AP: Gaetz, Greene flaunt new paths to power, testing GOP leaders
By Alan Fram and Brian Slodysko
- Congressional leaders have always faced rebels in their ranks. But Reps. Matt Gaetz and Marjorie Taylor Greene are presenting top House Republicans with a test of how to handle a new breed of Trump-era, social media-savvy firebrands.
- Gaetz, a third-term Floridian, and Greene, a Georgia freshman, have attracted more public attention lately than most junior members of Congress. Much of it hasn’t been positive.

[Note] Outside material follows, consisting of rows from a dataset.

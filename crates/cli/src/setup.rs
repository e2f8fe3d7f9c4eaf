use anyhow::Context;
use config::Config;
use std::path::{Path, PathBuf};
use tracing::trace;

pub const CONFIG_FILE: &str = "multiablo.toml";
pub const CONFIG_DIR: &str = "multiablo.d";

/// Config files looked at when none is given, in merge order.
pub fn config_candidates(base: &Path) -> anyhow::Result<Vec<PathBuf>> {
    let pattern = base.join(CONFIG_DIR).join("*.toml");
    let pattern = pattern
        .to_str()
        .context("config directory path is not valid UTF-8")?;
    let mut candidates = glob::glob(pattern)?
        .filter_map(Result::ok)
        .collect::<Vec<_>>();
    candidates.sort();
    candidates.insert(0, base.join(CONFIG_FILE));
    trace!(?candidates, "config file candidates");
    Ok(candidates)
}

/// Resolve the effective configuration.
///
/// An explicit file wins. Otherwise everything found beside the executable
/// is merged over the defaults. `no_warden` switches the agent warden off on
/// top of whatever the files say.
pub fn load_config(explicit: Option<&Path>, base: &Path, no_warden: bool) -> anyhow::Result<Config> {
    let mut config = match explicit {
        Some(path) => Config::load(path)
            .with_context(|| format!("failed to load config from {}", path.display()))?,
        None => Config::load_multiple(config_candidates(base)?)?,
    };
    if no_warden {
        config.warden.enabled = false;
    }
    Ok(config)
}

/// Directory holding the running executable.
pub fn exe_dir() -> anyhow::Result<PathBuf> {
    let exe = std::env::current_exe().context("failed to locate executable")?;
    Ok(exe
        .parent()
        .map(Path::to_path_buf)
        .unwrap_or_else(|| PathBuf::from(".")))
}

- That’s confronting House Minority Leader Kevin McCarthy, R-Calif., with questions about whether the two hard-right provocateurs might hurt the GOP’s goal of capturing House control in next year’s elections. Party leaders must decide what, if anything, to do about them, and what impact any action would have on their supporters, who come from the GOP’s staunchly conservative base.
- Greene’s situation is murkier. In a recent case, after years of racially offensive statements by Iowa Rep. Steve King, GOP leaders turned against him in 2019 when he questioned why terms like “white supremacist” were offensive. He didn’t resign but lost his 2020 GOP primary.
- Over GOP objections, the Democratic-majority House stripped Greene of her committee assignments in February for her online recycling of violent statements and conspiracy theories. McCarthy denounced her statements but didn’t punish her.
- “It’s a problem,” said Sarah Chamberlain, who heads the Republican Main Street Partnership, an alliance of dozens of GOP centrists. “If Matt Gaetz becomes the face of the Republican Party, he can be used against us” by Democratic ads in moderate GOP districts, she said.
- Greene donated a healthy $175,000 to the House GOP campaign arm shortly before Democrats stripped her of her committee assignments, according to campaign finance reports.
- Gaetz last year donated to dozens of House Republicans.